Over the last years of the 20th century and the first years of the 21st, computer disk storage experienced a revolution comparable to the chip and fiber revolutions. That is, disk capacities went way up and disk prices went way down. (In the early 1980s a gigabyte drive cost $1000; by the mid 2000s a terabyte drive cost $100.  A price-performance increase of 10,000.)  Therefore we could start economically storing much more data than earlier. By 2010, the phrase big data emerged to reflect this. OSTP organized an interagency senior steering group to research the problem that we could now store way more data than we could effectively process.
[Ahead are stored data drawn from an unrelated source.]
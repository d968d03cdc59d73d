//! Per-scenario registry of synthetic identities.
//!
//! Identities live in one registration-ordered list; lookups filter by type
//! tag and walk from the most recent end, so later registrations shadow
//! earlier ones for `latest` and rank-1 lookups of the same type.

use tracing::trace;

use crate::errors::{HarnessError, HarnessResult};
use crate::types::{Id, TypeTag};

/// Type-partitioned store of synthetic identities with LIFO recency
/// semantics and duplicate-compatibility checking.
#[derive(Debug, Default)]
pub struct IdRegistry {
    ids: Vec<Id>,
}

impl IdRegistry {
    /// Creates an empty registry.
    pub const fn new() -> Self {
        Self { ids: Vec::new() }
    }

    /// Inserts an identity if its string form is not yet known.
    ///
    /// Re-registering a known string form is a no-op when the new identity's
    /// type is equal to, or a specialization of, the existing one; otherwise
    /// this fails with [`HarnessError::ConflictingIdentityType`]. Reuse never
    /// changes recency order.
    pub fn register(&mut self, id: Id) -> HarnessResult<()> {
        if let Some(existing) = self.ids.iter().find(|known| known.value() == id.value()) {
            if id.lineage().contains(&existing.tag()) {
                return Ok(());
            }
            return Err(HarnessError::ConflictingIdentityType {
                value: id.value().to_string(),
                existing: existing.tag(),
                requested: id.tag(),
            });
        }
        trace!(id = %id, aggregate = %id.tag(), "registering identity");
        self.ids.push(id);
        Ok(())
    }

    /// The most recently registered identity of the given type.
    pub fn latest(&self, aggregate: TypeTag) -> HarnessResult<&Id> {
        self.ids
            .iter()
            .rev()
            .find(|id| id.tag() == aggregate)
            .ok_or(HarnessError::NoSuchIdentity { aggregate })
    }

    /// The identity at the given 1-based recency rank (most recent = 1).
    pub fn nth(&self, aggregate: TypeTag, index: usize) -> HarnessResult<&Id> {
        let of_type: Vec<&Id> = self
            .ids
            .iter()
            .rev()
            .filter(|id| id.tag() == aggregate)
            .collect();
        if index == 0 || index > of_type.len() {
            return Err(HarnessError::IndexOutOfRange {
                aggregate,
                index,
                registered: of_type.len(),
            });
        }
        Ok(of_type[index - 1])
    }
}

#[cfg(test)]
mod tests {
    use super::*;
    use crate::types::Aggregate;
    use proptest::prelude::*;

    struct Customer;
    impl Aggregate for Customer {}

    struct Order;
    impl Aggregate for Order {}

    struct VipCustomer;
    impl Aggregate for VipCustomer {
        fn lineage() -> Vec<TypeTag> {
            vec![Self::tag(), Customer::tag()]
        }
    }

    #[test]
    fn latest_returns_most_recent_of_type() {
        let mut registry = IdRegistry::new();
        registry.register(Id::of::<Customer>("x")).unwrap();
        registry.register(Id::of::<Order>("o")).unwrap();
        registry.register(Id::of::<Customer>("y")).unwrap();

        assert_eq!(registry.latest(Customer::tag()).unwrap().value(), "y");
        assert_eq!(registry.latest(Order::tag()).unwrap().value(), "o");
    }

    #[test]
    fn latest_fails_when_nothing_is_registered() {
        let registry = IdRegistry::new();
        let err = registry.latest(Customer::tag()).unwrap_err();
        assert!(matches!(err, HarnessError::NoSuchIdentity { .. }));
    }

    #[test]
    fn nth_is_reverse_indexed_and_one_based() {
        let mut registry = IdRegistry::new();
        registry.register(Id::of::<Customer>("x")).unwrap();
        registry.register(Id::of::<Customer>("y")).unwrap();

        assert_eq!(registry.nth(Customer::tag(), 1).unwrap().value(), "y");
        assert_eq!(registry.nth(Customer::tag(), 2).unwrap().value(), "x");
        let err = registry.nth(Customer::tag(), 3).unwrap_err();
        assert!(matches!(
            err,
            HarnessError::IndexOutOfRange {
                index: 3,
                registered: 2,
                ..
            }
        ));
    }

    #[test]
    fn reregistering_the_same_identity_is_a_noop() {
        let mut registry = IdRegistry::new();
        registry.register(Id::of::<Customer>("x")).unwrap();
        registry.register(Id::of::<Customer>("y")).unwrap();
        registry.register(Id::of::<Customer>("x")).unwrap();

        // Reuse neither duplicates nor reorders.
        assert_eq!(registry.latest(Customer::tag()).unwrap().value(), "y");
        assert!(registry.nth(Customer::tag(), 3).is_err());
    }

    #[test]
    fn incompatible_reregistration_is_a_hard_error() {
        let mut registry = IdRegistry::new();
        registry.register(Id::of::<Customer>("x")).unwrap();
        let err = registry.register(Id::of::<Order>("x")).unwrap_err();
        assert!(matches!(
            err,
            HarnessError::ConflictingIdentityType { .. }
        ));
    }

    #[test]
    fn specialized_reregistration_is_accepted() {
        let mut registry = IdRegistry::new();
        registry.register(Id::of::<Customer>("x")).unwrap();
        registry.register(Id::of::<VipCustomer>("x")).unwrap();
        // Still the originally registered identity.
        assert_eq!(registry.latest(Customer::tag()).unwrap().value(), "x");
    }

    proptest! {
        /// After any sequence of registrations, `latest` returns the last
        /// value whose string form had not been seen before.
        #[test]
        fn latest_tracks_the_newest_unseen_value(values in proptest::collection::vec("[a-z]{1,4}", 1..20)) {
            let mut registry = IdRegistry::new();
            let mut seen: Vec<String> = Vec::new();
            for value in &values {
                registry.register(Id::of::<Customer>(value.clone())).unwrap();
                if !seen.contains(value) {
                    seen.push(value.clone());
                }
            }
            let expected = seen.last().expect("at least one value");
            prop_assert_eq!(registry.latest(Customer::tag()).unwrap().value(), expected.as_str());
        }

        /// Rank-n lookup walks distinct registrations newest-first.
        #[test]
        fn nth_walks_distinct_registrations_newest_first(values in proptest::collection::vec("[a-z]{1,4}", 1..20)) {
            let mut registry = IdRegistry::new();
            let mut seen: Vec<String> = Vec::new();
            for value in &values {
                registry.register(Id::of::<Customer>(value.clone())).unwrap();
                if !seen.contains(value) {
                    seen.push(value.clone());
                }
            }
            for (rank, value) in seen.iter().rev().enumerate() {
                prop_assert_eq!(registry.nth(Customer::tag(), rank + 1).unwrap().value(), value.as_str());
            }
            prop_assert!(registry.nth(Customer::tag(), seen.len() + 1).is_err());
        }
    }
}
//! Commands and their type-erased envelope.
//!
//! Commands cross the runtime boundary in serialized form, mirroring the
//! event envelope: the harness never interprets command semantics, it only
//! renders them into the transcript and hands them to the runtime.

use serde::Serialize;
use serde_json::Value;

use crate::types::short_type_name;

/// A request describing an intended state change, executed against the
/// runtime exactly once per `when` step.
pub trait DomainCommand: Serialize + Sized + 'static {
    /// The full type path of the command, used for handler dispatch.
    fn name() -> &'static str {
        std::any::type_name::<Self>()
    }
}

/// A type-erased command: type name plus JSON payload.
#[derive(Debug, Clone, PartialEq)]
pub struct CommandEnvelope {
    name: &'static str,
    payload: Value,
}

impl CommandEnvelope {
    /// Wraps a domain command, serializing its payload.
    pub fn new<C: DomainCommand>(command: &C) -> Result<Self, serde_json::Error> {
        Ok(Self {
            name: C::name(),
            payload: serde_json::to_value(command)?,
        })
    }

    /// The full type path of the wrapped command.
    pub const fn name(&self) -> &'static str {
        self.name
    }

    /// The short command name shown in transcripts.
    pub fn display_name(&self) -> &'static str {
        short_type_name(self.name)
    }

    /// The serialized command payload.
    pub const fn payload(&self) -> &Value {
        &self.payload
    }

    /// Single-line rendering for the transcript.
    pub fn render(&self) -> String {
        format!("{}({})", self.display_name(), self.payload)
    }
}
About the same time, the phrase open data crept into use, which of course could be applied to small data as well as big.

 

Since the 1990s, the NIH had been waging war on biomed publishers to provide open access to articles reporting results funded by the USG. By 2010, OSTP was carrying the open-article argument forward for all science funded by the USG. In 2013, the Holdren memo was issued requiring public access to all such articles and the supporting data. The requirement to include data as well as articles blindsided the Federal agencies who would have to implement the requirement and caused an extended period of slow progress (also known as passive-regressive behavior). Initially, the phrase public access was informally translated to open access.  Open access to articles was one thing, but open access to data was quite another. In 2014, our Lorenz conference addressed this problem, and the FAIR data concept was born to begin moving the community beyond the completely inadequate concept of open data.

 

Looking forward—a software enabler?

 

AI is an ancient computing term, having been coined in 1957. Machine Learning (ML) as a flavor of AI has even more ancient roots (1943), but it didn’t become useful until the 21st century.  Then finding cute cat pictures on the web became possible (Analytic ML). And in 2023 Generative AI burst upon the public consciousness with the release of chatGPT. Now one could generate cute cat pictures, apparently from thin air. Of course it wasn’t from thin air but from reams of big data that had trained the cat generating algorithm.

 

Is Generative AI in 2024 the same type of enabler (inflection point) for data going forward that big disks were looking back to 2014?  If we were meeting in 2028 or so, we could probably answer that question definitively, but in 2024 it’s probably too soon to know for sure.

 

A two-way street?

 

We already know that FAIR data will be (very) good for (implementing) AI. We might ask:   will AI be (equally) good for (implementing) FAIR data?  It may be too soon to put all our R&D eggs in that basket, but I suggest we should not ignore it.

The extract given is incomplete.